#### EXERCISE INSTRUCTIONS:
Report all lines below with the word "minecraftcapes".

Items from a data source:
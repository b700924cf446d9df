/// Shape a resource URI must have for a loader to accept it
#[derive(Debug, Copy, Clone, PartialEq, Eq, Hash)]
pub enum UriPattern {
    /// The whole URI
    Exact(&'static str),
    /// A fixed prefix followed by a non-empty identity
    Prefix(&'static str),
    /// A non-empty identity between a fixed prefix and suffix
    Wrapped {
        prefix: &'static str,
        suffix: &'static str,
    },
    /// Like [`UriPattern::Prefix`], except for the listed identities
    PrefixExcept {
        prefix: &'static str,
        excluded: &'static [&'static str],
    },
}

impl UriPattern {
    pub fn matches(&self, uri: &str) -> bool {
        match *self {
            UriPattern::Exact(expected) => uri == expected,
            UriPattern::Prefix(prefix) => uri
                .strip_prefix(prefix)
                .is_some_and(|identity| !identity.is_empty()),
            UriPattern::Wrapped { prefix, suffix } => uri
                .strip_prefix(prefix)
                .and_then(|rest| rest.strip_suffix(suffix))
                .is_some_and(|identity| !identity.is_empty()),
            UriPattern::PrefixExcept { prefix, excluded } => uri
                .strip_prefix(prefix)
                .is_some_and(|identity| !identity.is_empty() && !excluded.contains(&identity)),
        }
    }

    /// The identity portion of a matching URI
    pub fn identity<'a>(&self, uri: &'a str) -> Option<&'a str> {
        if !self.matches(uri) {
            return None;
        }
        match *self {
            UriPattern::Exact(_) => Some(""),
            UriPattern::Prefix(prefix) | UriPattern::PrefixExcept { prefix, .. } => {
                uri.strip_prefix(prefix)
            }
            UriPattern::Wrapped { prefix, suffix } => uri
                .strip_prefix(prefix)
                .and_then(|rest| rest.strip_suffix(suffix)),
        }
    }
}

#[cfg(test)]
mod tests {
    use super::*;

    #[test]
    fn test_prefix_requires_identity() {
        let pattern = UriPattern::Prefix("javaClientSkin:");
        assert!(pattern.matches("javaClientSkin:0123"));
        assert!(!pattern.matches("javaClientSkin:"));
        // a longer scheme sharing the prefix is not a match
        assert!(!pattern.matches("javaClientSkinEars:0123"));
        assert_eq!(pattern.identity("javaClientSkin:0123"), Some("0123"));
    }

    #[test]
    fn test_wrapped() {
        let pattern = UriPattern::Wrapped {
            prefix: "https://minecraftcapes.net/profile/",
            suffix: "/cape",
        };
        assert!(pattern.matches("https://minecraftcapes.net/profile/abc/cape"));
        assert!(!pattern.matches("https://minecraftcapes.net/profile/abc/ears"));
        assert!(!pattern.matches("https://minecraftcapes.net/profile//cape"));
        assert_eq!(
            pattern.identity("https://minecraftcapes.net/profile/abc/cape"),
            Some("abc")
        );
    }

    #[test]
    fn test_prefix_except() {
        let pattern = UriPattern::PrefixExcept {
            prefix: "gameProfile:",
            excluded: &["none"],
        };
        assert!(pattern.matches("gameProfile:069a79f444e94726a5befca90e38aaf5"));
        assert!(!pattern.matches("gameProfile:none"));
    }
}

#### OUTPUT:
            prefix: "https://minecraftcapes.net/profile/",
        assert!(pattern.matches("https://minecraftcapes.net/profile/abc/cape"));
        assert!(!pattern.matches("https://minecraftcapes.net/profile/abc/ears"));
        assert!(!pattern.matches("https://minecraftcapes.net/profile//cape"));
            pattern.identity("https://minecraftcapes.net/profile/abc/cape"),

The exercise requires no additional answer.